(YOUR INSTRUCTIONS)
In the data below, one line contains "filename src/ui/palette.rs" and a later one contains "let panel_width = PALETTE_COLS". Print both, with every line between them, exactly and alone.

◇ ◇ ◇ ◇

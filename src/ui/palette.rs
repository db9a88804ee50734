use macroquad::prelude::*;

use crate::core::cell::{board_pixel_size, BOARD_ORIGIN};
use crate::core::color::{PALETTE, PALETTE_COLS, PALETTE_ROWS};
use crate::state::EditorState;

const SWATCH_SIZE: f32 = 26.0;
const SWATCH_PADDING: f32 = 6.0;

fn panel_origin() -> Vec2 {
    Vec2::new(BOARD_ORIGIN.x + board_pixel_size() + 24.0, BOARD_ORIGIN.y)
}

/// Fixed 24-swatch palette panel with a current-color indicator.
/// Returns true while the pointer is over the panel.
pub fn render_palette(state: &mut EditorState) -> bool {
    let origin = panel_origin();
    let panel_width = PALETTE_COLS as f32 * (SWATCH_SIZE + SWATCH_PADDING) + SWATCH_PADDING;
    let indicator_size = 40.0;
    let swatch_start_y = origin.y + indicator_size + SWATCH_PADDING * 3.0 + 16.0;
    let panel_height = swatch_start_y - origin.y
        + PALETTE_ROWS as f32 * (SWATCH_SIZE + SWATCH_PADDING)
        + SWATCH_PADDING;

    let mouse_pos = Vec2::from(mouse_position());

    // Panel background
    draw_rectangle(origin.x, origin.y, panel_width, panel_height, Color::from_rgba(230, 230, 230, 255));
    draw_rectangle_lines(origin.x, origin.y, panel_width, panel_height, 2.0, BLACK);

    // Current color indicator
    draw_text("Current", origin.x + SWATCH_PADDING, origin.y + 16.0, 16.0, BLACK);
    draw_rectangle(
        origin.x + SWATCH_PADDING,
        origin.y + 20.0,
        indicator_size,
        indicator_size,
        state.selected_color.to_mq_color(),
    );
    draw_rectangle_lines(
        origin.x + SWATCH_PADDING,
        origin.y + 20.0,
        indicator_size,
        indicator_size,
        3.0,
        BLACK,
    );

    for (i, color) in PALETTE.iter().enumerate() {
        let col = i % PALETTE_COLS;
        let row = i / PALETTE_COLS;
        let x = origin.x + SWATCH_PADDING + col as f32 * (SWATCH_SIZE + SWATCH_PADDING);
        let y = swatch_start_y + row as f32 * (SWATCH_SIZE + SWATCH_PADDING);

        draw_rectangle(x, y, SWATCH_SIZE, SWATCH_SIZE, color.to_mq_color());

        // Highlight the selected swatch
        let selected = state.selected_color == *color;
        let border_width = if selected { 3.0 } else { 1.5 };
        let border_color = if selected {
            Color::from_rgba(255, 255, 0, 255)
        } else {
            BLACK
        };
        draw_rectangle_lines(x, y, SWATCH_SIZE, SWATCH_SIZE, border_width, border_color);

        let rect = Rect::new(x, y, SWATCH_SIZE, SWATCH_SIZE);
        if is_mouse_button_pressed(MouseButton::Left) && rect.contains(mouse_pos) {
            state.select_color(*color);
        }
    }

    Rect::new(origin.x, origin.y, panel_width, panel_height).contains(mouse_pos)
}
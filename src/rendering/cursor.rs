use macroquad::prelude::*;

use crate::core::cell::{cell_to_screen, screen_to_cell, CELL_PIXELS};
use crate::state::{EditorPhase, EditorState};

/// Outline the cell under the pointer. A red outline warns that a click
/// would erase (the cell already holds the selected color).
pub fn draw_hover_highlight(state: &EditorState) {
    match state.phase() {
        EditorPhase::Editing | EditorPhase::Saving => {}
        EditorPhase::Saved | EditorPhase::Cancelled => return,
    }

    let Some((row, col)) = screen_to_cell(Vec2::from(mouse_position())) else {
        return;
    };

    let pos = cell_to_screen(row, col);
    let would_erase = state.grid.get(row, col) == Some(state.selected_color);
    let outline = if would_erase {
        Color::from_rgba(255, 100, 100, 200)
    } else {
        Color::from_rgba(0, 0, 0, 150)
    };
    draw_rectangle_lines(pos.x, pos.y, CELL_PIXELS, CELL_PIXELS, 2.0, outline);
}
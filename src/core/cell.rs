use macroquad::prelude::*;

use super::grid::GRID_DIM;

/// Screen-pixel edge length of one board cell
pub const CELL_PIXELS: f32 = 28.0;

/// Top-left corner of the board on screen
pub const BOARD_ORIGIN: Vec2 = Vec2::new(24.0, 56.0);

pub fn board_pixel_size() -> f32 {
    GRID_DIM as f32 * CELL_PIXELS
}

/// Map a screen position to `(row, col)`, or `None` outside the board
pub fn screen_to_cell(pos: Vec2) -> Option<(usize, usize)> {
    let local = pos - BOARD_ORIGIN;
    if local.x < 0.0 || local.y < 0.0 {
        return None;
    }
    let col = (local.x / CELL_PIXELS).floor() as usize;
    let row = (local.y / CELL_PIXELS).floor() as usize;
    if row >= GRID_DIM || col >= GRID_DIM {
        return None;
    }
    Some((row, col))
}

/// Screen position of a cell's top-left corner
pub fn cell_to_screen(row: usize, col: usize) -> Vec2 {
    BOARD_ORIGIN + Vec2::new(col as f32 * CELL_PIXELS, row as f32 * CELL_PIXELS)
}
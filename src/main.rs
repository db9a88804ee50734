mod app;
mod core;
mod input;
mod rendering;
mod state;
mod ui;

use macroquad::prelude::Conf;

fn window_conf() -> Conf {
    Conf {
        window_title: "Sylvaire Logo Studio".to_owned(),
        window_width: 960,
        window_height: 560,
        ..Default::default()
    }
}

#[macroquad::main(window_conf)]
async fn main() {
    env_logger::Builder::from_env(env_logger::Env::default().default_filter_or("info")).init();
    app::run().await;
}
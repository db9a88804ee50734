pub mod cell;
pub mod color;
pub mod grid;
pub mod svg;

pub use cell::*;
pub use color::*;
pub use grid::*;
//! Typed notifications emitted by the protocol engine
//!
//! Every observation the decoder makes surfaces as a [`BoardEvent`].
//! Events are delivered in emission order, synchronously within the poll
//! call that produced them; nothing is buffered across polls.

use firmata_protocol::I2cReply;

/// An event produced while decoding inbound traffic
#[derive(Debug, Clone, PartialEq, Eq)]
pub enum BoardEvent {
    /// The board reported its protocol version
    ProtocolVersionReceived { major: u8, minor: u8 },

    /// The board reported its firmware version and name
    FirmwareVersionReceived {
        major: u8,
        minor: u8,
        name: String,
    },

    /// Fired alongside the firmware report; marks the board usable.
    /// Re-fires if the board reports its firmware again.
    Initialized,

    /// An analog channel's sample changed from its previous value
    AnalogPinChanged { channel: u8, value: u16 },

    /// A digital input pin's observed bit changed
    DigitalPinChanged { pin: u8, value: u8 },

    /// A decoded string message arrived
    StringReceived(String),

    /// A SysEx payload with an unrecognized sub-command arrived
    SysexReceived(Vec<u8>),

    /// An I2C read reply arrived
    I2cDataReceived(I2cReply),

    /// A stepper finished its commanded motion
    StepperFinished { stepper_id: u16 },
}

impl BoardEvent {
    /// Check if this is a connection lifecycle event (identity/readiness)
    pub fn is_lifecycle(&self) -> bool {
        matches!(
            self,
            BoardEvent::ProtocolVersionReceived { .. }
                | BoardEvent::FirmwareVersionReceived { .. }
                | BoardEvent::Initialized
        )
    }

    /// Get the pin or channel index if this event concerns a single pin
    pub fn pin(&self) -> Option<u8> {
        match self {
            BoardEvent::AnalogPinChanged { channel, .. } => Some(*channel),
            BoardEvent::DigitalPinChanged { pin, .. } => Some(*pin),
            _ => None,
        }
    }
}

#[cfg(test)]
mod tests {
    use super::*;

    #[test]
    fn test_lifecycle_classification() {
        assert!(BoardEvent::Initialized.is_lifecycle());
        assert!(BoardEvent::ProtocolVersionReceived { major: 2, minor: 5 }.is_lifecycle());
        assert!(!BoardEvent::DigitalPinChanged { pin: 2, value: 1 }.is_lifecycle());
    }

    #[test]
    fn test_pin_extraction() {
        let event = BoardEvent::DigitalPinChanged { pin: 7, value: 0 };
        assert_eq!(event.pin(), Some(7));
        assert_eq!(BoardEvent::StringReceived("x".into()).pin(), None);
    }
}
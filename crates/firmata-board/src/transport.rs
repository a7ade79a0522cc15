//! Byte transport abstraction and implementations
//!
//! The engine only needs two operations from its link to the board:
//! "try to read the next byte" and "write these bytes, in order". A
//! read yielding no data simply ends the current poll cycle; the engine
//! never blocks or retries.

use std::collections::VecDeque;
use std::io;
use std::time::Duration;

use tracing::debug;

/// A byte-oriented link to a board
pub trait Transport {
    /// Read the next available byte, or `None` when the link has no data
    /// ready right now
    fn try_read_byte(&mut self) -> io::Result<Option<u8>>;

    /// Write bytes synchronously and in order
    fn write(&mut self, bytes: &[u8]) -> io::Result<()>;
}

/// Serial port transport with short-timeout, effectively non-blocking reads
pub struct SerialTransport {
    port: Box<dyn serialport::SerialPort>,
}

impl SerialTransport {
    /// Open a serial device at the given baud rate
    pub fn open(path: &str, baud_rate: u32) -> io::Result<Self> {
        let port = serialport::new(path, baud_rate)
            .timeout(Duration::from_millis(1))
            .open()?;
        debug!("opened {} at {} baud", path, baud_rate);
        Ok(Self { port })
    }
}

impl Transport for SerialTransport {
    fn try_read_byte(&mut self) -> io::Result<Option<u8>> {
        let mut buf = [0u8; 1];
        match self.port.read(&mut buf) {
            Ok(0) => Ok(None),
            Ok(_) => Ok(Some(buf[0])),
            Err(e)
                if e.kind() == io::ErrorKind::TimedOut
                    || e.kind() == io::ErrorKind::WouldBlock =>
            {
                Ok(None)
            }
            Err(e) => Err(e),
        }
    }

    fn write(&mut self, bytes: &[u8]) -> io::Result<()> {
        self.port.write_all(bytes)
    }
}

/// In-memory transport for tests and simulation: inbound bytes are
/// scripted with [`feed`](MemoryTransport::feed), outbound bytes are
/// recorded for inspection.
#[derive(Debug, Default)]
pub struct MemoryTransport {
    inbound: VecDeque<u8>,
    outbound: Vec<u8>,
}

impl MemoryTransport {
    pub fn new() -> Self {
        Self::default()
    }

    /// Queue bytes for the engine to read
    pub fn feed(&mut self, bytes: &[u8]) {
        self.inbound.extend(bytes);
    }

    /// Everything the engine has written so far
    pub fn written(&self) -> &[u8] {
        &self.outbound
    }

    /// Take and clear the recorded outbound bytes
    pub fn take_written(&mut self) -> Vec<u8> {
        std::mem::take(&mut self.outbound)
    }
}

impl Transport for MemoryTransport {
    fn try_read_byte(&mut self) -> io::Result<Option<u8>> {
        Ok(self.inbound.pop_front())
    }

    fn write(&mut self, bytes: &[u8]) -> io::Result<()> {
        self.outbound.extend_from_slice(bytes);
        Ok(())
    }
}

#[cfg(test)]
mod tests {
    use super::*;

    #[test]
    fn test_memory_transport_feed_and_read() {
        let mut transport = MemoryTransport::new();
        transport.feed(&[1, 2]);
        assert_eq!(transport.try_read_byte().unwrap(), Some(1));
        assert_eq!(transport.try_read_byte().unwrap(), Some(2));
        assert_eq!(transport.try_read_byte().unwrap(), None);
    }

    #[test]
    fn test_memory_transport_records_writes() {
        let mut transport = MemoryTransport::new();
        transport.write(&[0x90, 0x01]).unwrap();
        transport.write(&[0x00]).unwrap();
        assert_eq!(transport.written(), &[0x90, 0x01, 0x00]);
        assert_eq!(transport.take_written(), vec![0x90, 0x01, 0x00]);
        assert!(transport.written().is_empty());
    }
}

◇ ◇ ◇ ◇

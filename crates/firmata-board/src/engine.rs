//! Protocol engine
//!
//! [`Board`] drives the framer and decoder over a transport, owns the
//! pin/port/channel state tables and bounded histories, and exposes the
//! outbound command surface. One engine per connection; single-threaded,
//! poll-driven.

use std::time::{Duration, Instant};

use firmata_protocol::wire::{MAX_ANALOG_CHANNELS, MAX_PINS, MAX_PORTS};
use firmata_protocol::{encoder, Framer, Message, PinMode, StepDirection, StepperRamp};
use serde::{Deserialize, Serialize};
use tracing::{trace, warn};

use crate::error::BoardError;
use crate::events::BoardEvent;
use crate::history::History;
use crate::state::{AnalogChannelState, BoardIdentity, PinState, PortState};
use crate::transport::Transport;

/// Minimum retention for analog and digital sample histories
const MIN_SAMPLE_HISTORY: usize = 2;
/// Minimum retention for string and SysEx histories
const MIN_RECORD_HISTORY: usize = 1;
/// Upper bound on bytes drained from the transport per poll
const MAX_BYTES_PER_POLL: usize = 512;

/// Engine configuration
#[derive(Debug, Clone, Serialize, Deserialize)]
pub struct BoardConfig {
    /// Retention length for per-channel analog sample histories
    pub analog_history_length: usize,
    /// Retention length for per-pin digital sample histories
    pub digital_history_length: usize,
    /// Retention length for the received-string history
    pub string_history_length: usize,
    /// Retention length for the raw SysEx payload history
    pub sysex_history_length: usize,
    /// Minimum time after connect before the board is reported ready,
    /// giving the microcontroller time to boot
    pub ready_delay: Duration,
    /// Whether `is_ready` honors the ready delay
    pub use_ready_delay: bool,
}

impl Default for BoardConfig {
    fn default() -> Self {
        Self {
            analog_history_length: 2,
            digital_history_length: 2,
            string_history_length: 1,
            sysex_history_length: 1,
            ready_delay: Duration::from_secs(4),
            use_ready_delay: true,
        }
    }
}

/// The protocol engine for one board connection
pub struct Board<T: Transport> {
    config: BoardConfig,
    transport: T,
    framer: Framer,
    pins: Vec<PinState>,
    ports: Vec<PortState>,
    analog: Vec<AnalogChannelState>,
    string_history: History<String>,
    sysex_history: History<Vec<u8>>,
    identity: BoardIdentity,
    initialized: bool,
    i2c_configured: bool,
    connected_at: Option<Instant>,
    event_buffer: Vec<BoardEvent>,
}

◇ ◇ ◇ ◇

(ANSWER)
filename src/ui/palette.rs
repository db9a88804ee50734
use macroquad::prelude::*;

use crate::core::cell::{board_pixel_size, BOARD_ORIGIN};
use crate::core::color::{PALETTE, PALETTE_COLS, PALETTE_ROWS};
use crate::state::EditorState;

const SWATCH_SIZE: f32 = 26.0;
const SWATCH_PADDING: f32 = 6.0;

fn panel_origin() -> Vec2 {
    Vec2::new(BOARD_ORIGIN.x + board_pixel_size() + 24.0, BOARD_ORIGIN.y)
}

/// Fixed 24-swatch palette panel with a current-color indicator.
/// Returns true while the pointer is over the panel.
pub fn render_palette(state: &mut EditorState) -> bool {
    let origin = panel_origin();
    let panel_width = PALETTE_COLS as f32 * (SWATCH_SIZE + SWATCH_PADDING) + SWATCH_PADDING;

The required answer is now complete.